*What the task asks*
Across the entries that follow, count the lines with the string "InvalidManifest" and reply with that count alone.

*Saved entries*
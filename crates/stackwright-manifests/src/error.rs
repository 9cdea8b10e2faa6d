//! Error types for stackwright-manifests

use std::path::PathBuf;

use thiserror::Error;

/// Result type for manifest pipeline operations
pub type Result<T> = std::result::Result<T, PipelineError>;

/// Errors raised while rendering, splitting or sealing manifests
#[derive(Debug, Error)]
#[non_exhaustive]
pub enum PipelineError {
    /// The renderer failed for one component directory
    #[error("render failed for '{directory}':\n{output}")]
    Render { directory: String, output: String },

    /// No structured source declares a namespace
    #[error("no namespace found for '{directory}'\nHint: set a default namespace in its skaffold fragment or a namespace in fleet.yaml")]
    NamespaceMissing { directory: String },

    /// The sealing tool failed; plaintext secrets were purged
    #[error("sealing '{}' failed: {message}", file.display())]
    Seal { file: PathBuf, message: String },

    /// A secret needs sealing but no certificate is configured
    #[error("'{directory}' contains secrets but no sealing certificate is configured\nHint: set KUBESEAL_CERT or KUBESEAL_CERTIFICATE_PATH in env")]
    MissingCertificate { directory: String },

    /// Another branch hit a fatal error and the run is stopping
    #[error("'{directory}' was stopped after a fatal error elsewhere")]
    Stopped { directory: String },

    /// An external command exited unsuccessfully
    #[error("command '{command}' failed: {message}")]
    CommandFailed { command: String, message: String },

    /// A rendered document is not valid YAML
    #[error("invalid manifest in '{directory}': {message}")]
    InvalidManifest { directory: String, message: String },

    /// Configuration or generation error from the core crate
    #[error(transparent)]
    Generate(#[from] stackwright_core::GenerateError),

    /// Serialization error
    #[error("serialization error: {0}")]
    Serialization(String),

    /// IO error
    #[error("IO error: {0}")]
    Io(#[from] std::io::Error),
}

impl From<serde_yaml::Error> for PipelineError {
    fn from(e: serde_yaml::Error) -> Self {
        PipelineError::Serialization(e.to_string())
    }
}

impl From<walkdir::Error> for PipelineError {
    fn from(e: walkdir::Error) -> Self {
        PipelineError::Io(e.into())
    }
}

impl PipelineError {
    /// Whether this error must stop every other branch of the run
    pub fn is_fatal(&self) -> bool {
        matches!(
            self,
            PipelineError::Seal { .. } | PipelineError::MissingCertificate { .. }
        )
    }

    /// Component directory the error belongs to, when known
    pub fn directory(&self) -> Option<&str> {
        match self {
            PipelineError::Render { directory, .. }
            | PipelineError::NamespaceMissing { directory }
            | PipelineError::MissingCertificate { directory }
            | PipelineError::Stopped { directory }
            | PipelineError::InvalidManifest { directory, .. } => Some(directory),
            _ => None,
        }
    }
}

*Solution for this problem*
2